┌──

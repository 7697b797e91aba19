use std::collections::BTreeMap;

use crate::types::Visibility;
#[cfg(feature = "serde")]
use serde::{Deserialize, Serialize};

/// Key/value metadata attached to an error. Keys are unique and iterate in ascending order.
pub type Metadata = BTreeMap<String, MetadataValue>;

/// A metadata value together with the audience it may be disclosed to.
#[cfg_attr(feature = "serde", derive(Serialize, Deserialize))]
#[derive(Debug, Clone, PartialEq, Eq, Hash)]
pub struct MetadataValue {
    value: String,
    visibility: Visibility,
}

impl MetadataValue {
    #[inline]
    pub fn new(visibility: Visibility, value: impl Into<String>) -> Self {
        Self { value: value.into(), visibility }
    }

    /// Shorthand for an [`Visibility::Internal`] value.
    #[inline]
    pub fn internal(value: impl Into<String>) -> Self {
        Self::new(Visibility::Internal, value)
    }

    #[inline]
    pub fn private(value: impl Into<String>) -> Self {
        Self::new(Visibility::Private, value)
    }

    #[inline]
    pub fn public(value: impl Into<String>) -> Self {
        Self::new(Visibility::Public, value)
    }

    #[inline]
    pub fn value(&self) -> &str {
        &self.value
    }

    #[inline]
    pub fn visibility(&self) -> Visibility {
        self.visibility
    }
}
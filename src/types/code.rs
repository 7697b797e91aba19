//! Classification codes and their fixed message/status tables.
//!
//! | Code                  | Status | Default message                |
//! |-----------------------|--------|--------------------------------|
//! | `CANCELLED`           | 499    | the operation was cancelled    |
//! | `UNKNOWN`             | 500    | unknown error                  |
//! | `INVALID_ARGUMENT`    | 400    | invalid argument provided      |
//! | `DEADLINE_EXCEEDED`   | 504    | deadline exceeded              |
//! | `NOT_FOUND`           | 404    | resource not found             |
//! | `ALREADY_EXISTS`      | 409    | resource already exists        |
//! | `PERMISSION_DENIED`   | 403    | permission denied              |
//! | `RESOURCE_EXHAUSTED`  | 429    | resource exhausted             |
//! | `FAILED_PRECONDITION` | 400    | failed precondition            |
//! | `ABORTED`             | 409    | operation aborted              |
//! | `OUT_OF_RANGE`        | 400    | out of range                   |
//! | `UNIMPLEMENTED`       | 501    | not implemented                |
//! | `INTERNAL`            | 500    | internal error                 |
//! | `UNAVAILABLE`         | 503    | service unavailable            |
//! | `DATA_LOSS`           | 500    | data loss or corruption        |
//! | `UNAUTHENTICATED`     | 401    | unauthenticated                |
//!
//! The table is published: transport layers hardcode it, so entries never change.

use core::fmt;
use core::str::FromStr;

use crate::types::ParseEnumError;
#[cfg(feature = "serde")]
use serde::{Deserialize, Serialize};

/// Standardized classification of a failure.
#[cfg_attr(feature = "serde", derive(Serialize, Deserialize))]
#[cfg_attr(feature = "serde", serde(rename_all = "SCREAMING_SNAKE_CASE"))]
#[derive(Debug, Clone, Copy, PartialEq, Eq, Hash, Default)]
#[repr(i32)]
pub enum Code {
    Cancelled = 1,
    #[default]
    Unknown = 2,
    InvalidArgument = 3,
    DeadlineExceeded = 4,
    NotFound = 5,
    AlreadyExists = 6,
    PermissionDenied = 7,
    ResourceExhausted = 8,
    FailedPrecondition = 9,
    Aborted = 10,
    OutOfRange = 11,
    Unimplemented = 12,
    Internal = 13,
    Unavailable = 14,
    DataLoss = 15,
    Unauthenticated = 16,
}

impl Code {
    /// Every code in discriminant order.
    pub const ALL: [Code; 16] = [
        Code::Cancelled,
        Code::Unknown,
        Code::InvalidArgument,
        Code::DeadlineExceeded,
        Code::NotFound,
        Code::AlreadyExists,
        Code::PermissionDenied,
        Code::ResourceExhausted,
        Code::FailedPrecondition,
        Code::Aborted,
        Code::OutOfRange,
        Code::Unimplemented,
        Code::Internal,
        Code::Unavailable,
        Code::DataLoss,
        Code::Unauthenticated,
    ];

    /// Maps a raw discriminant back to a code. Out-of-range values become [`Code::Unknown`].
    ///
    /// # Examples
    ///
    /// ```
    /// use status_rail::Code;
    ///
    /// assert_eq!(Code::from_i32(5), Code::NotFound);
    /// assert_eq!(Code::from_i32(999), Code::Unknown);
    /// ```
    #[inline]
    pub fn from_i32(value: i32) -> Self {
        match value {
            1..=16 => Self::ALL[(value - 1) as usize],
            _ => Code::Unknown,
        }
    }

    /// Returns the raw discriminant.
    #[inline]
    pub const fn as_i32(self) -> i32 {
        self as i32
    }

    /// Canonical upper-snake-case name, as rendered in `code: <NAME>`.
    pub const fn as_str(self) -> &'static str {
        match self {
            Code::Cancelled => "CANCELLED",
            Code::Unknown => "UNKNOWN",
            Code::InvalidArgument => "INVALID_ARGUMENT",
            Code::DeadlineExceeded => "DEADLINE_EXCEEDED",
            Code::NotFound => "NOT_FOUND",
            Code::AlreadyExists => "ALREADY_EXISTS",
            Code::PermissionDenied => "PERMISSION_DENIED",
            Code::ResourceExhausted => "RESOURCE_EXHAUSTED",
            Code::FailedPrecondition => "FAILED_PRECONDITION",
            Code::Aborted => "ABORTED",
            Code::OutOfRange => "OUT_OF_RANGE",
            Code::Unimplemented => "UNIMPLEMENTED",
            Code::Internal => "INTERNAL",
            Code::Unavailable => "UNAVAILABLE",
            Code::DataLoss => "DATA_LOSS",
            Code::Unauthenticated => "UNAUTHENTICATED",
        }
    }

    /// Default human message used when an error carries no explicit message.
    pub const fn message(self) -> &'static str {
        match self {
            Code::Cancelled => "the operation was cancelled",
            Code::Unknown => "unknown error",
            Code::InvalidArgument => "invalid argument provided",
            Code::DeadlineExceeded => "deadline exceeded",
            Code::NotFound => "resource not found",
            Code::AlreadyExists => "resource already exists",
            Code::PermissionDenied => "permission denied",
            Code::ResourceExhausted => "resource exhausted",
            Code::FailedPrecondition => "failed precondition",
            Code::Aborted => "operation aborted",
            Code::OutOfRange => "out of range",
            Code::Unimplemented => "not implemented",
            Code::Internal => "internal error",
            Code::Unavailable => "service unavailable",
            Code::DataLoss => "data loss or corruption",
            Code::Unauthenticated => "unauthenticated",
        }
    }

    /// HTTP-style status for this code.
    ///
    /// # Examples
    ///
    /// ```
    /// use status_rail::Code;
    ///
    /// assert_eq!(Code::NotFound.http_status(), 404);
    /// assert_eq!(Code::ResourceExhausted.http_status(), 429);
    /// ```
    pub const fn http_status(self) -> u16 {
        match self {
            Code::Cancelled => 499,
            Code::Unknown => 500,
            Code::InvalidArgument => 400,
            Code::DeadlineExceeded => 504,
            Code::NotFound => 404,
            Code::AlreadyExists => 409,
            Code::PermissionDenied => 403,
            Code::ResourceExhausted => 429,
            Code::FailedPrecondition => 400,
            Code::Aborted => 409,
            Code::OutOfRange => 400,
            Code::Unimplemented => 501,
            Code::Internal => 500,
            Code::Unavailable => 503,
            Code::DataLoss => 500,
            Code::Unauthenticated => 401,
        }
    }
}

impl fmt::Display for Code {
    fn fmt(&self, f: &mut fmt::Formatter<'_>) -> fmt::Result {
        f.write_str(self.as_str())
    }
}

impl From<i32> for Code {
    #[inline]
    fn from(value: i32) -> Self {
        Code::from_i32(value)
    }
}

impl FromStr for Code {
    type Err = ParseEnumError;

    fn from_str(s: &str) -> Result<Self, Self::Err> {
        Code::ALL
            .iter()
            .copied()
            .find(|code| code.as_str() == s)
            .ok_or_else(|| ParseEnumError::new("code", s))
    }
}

└──

▶ **What this task involves**:
Print out the entire listing above without any change.

▶ **Finished task**:
repository 7697b797e91aba19
use std::collections::BTreeMap;

use crate::types::Visibility;
#[cfg(feature = "serde")]
use serde::{Deserialize, Serialize};

/// Key/value metadata attached to an error. Keys are unique and iterate in ascending order.
pub type Metadata = BTreeMap<String, MetadataValue>;

/// A metadata value together with the audience it may be disclosed to.
#[cfg_attr(feature = "serde", derive(Serialize, Deserialize))]
#[derive(Debug, Clone, PartialEq, Eq, Hash)]
pub struct MetadataValue {
    value: String,
    visibility: Visibility,
}

impl MetadataValue {
    #[inline]
    pub fn new(visibility: Visibility, value: impl Into<String>) -> Self {
        Self { value: value.into(), visibility }
    }

    /// Shorthand for an [`Visibility::Internal`] value.
    #[inline]
    pub fn internal(value: impl Into<String>) -> Self {
        Self::new(Visibility::Internal, value)
    }

    #[inline]
    pub fn private(value: impl Into<String>) -> Self {
        Self::new(Visibility::Private, value)
    }

    #[inline]
    pub fn public(value: impl Into<String>) -> Self {
        Self::new(Visibility::Public, value)
    }

    #[inline]
    pub fn value(&self) -> &str {
        &self.value
    }

    #[inline]
    pub fn visibility(&self) -> Visibility {
        self.visibility
    }
}
filename src/types/code.rs
repository 7697b797e91aba19
//! Classification codes and their fixed message/status tables.
//!
//! | Code                  | Status | Default message                |
//! |-----------------------|--------|--------------------------------|
//! | `CANCELLED`           | 499    | the operation was cancelled    |
//! | `UNKNOWN`             | 500    | unknown error                  |
//! | `INVALID_ARGUMENT`    | 400    | invalid argument provided      |
//! | `DEADLINE_EXCEEDED`   | 504    | deadline exceeded              |
//! | `NOT_FOUND`           | 404    | resource not found             |
//! | `ALREADY_EXISTS`      | 409    | resource already exists        |
//! | `PERMISSION_DENIED`   | 403    | permission denied              |
//! | `RESOURCE_EXHAUSTED`  | 429    | resource exhausted             |
//! | `FAILED_PRECONDITION` | 400    | failed precondition            |
//! | `ABORTED`             | 409    | operation aborted              |
//! | `OUT_OF_RANGE`        | 400    | out of range                   |
//! | `UNIMPLEMENTED`       | 501    | not implemented                |
//! | `INTERNAL`            | 500    | internal error                 |
//! | `UNAVAILABLE`         | 503    | service unavailable            |
//! | `DATA_LOSS`           | 500    | data loss or corruption        |
//! | `UNAUTHENTICATED`     | 401    | unauthenticated                |
//!
//! The table is published: transport layers hardcode it, so entries never change.

use core::fmt;
use core::str::FromStr;

use crate::types::ParseEnumError;
#[cfg(feature = "serde")]
use serde::{Deserialize, Serialize};

/// Standardized classification of a failure.
#[cfg_attr(feature = "serde", derive(Serialize, Deserialize))]
#[cfg_attr(feature = "serde", serde(rename_all = "SCREAMING_SNAKE_CASE"))]
#[derive(Debug, Clone, Copy, PartialEq, Eq, Hash, Default)]
#[repr(i32)]
pub enum Code {
    Cancelled = 1,
    #[default]
    Unknown = 2,
    InvalidArgument = 3,
    DeadlineExceeded = 4,
    NotFound = 5,
    AlreadyExists = 6,
    PermissionDenied = 7,
    ResourceExhausted = 8,
    FailedPrecondition = 9,
    Aborted = 10,
    OutOfRange = 11,
    Unimplemented = 12,
    Internal = 13,
    Unavailable = 14,
    DataLoss = 15,
    Unauthenticated = 16,
}

impl Code {
    /// Every code in discriminant order.
    pub const ALL: [Code; 16] = [
        Code::Cancelled,
        Code::Unknown,
        Code::InvalidArgument,
        Code::DeadlineExceeded,
        Code::NotFound,
        Code::AlreadyExists,
        Code::PermissionDenied,
        Code::ResourceExhausted,
        Code::FailedPrecondition,
        Code::Aborted,
        Code::OutOfRange,
        Code::Unimplemented,
        Code::Internal,
        Code::Unavailable,
        Code::DataLoss,
        Code::Unauthenticated,
    ];

    /// Maps a raw discriminant back to a code. Out-of-range values become [`Code::Unknown`].
    ///
    /// # Examples
    ///
    /// ```
    /// use status_rail::Code;
    ///
    /// assert_eq!(Code::from_i32(5), Code::NotFound);
    /// assert_eq!(Code::from_i32(999), Code::Unknown);
    /// ```
    #[inline]
    pub fn from_i32(value: i32) -> Self {
        match value {
            1..=16 => Self::ALL[(value - 1) as usize],
            _ => Code::Unknown,
        }
    }

    /// Returns the raw discriminant.
    #[inline]
    pub const fn as_i32(self) -> i32 {
        self as i32
    }

    /// Canonical upper-snake-case name, as rendered in `code: <NAME>`.
    pub const fn as_str(self) -> &'static str {
        match self {
            Code::Cancelled => "CANCELLED",
            Code::Unknown => "UNKNOWN",
            Code::InvalidArgument => "INVALID_ARGUMENT",
            Code::DeadlineExceeded => "DEADLINE_EXCEEDED",
            Code::NotFound => "NOT_FOUND",
            Code::AlreadyExists => "ALREADY_EXISTS",
            Code::PermissionDenied => "PERMISSION_DENIED",
            Code::ResourceExhausted => "RESOURCE_EXHAUSTED",
            Code::FailedPrecondition => "FAILED_PRECONDITION",
            Code::Aborted => "ABORTED",
            Code::OutOfRange => "OUT_OF_RANGE",
            Code::Unimplemented => "UNIMPLEMENTED",
            Code::Internal => "INTERNAL",
            Code::Unavailable => "UNAVAILABLE",
            Code::DataLoss => "DATA_LOSS",
            Code::Unauthenticated => "UNAUTHENTICATED",
        }
    }

    /// Default human message used when an error carries no explicit message.
    pub const fn message(self) -> &'static str {
        match self {
            Code::Cancelled => "the operation was cancelled",
            Code::Unknown => "unknown error",
            Code::InvalidArgument => "invalid argument provided",
            Code::DeadlineExceeded => "deadline exceeded",
            Code::NotFound => "resource not found",
            Code::AlreadyExists => "resource already exists",
            Code::PermissionDenied => "permission denied",
            Code::ResourceExhausted => "resource exhausted",
            Code::FailedPrecondition => "failed precondition",
            Code::Aborted => "operation aborted",
            Code::OutOfRange => "out of range",
            Code::Unimplemented => "not implemented",
            Code::Internal => "internal error",
            Code::Unavailable => "service unavailable",
            Code::DataLoss => "data loss or corruption",
            Code::Unauthenticated => "unauthenticated",
        }
    }

    /// HTTP-style status for this code.
    ///
    /// # Examples
    ///
    /// ```
    /// use status_rail::Code;
    ///
    /// assert_eq!(Code::NotFound.http_status(), 404);
    /// assert_eq!(Code::ResourceExhausted.http_status(), 429);
    /// ```
    pub const fn http_status(self) -> u16 {
        match self {
            Code::Cancelled => 499,
            Code::Unknown => 500,
            Code::InvalidArgument => 400,
            Code::DeadlineExceeded => 504,
            Code::NotFound => 404,
            Code::AlreadyExists => 409,
            Code::PermissionDenied => 403,
            Code::ResourceExhausted => 429,
            Code::FailedPrecondition => 400,
            Code::Aborted => 409,
            Code::OutOfRange => 400,
            Code::Unimplemented => 501,
            Code::Internal => 500,
            Code::Unavailable => 503,
            Code::DataLoss => 500,
            Code::Unauthenticated => 401,
        }
    }
}

impl fmt::Display for Code {
    fn fmt(&self, f: &mut fmt::Formatter<'_>) -> fmt::Result {
        f.write_str(self.as_str())
    }
}

impl From<i32> for Code {
    #[inline]
    fn from(value: i32) -> Self {
        Code::from_i32(value)
    }
}

impl FromStr for Code {
    type Err = ParseEnumError;

    fn from_str(s: &str) -> Result<Self, Self::Err> {
        Code::ALL
            .iter()
            .copied()
            .find(|code| code.as_str() == s)
            .ok_or_else(|| ParseEnumError::new("code", s))
    }
}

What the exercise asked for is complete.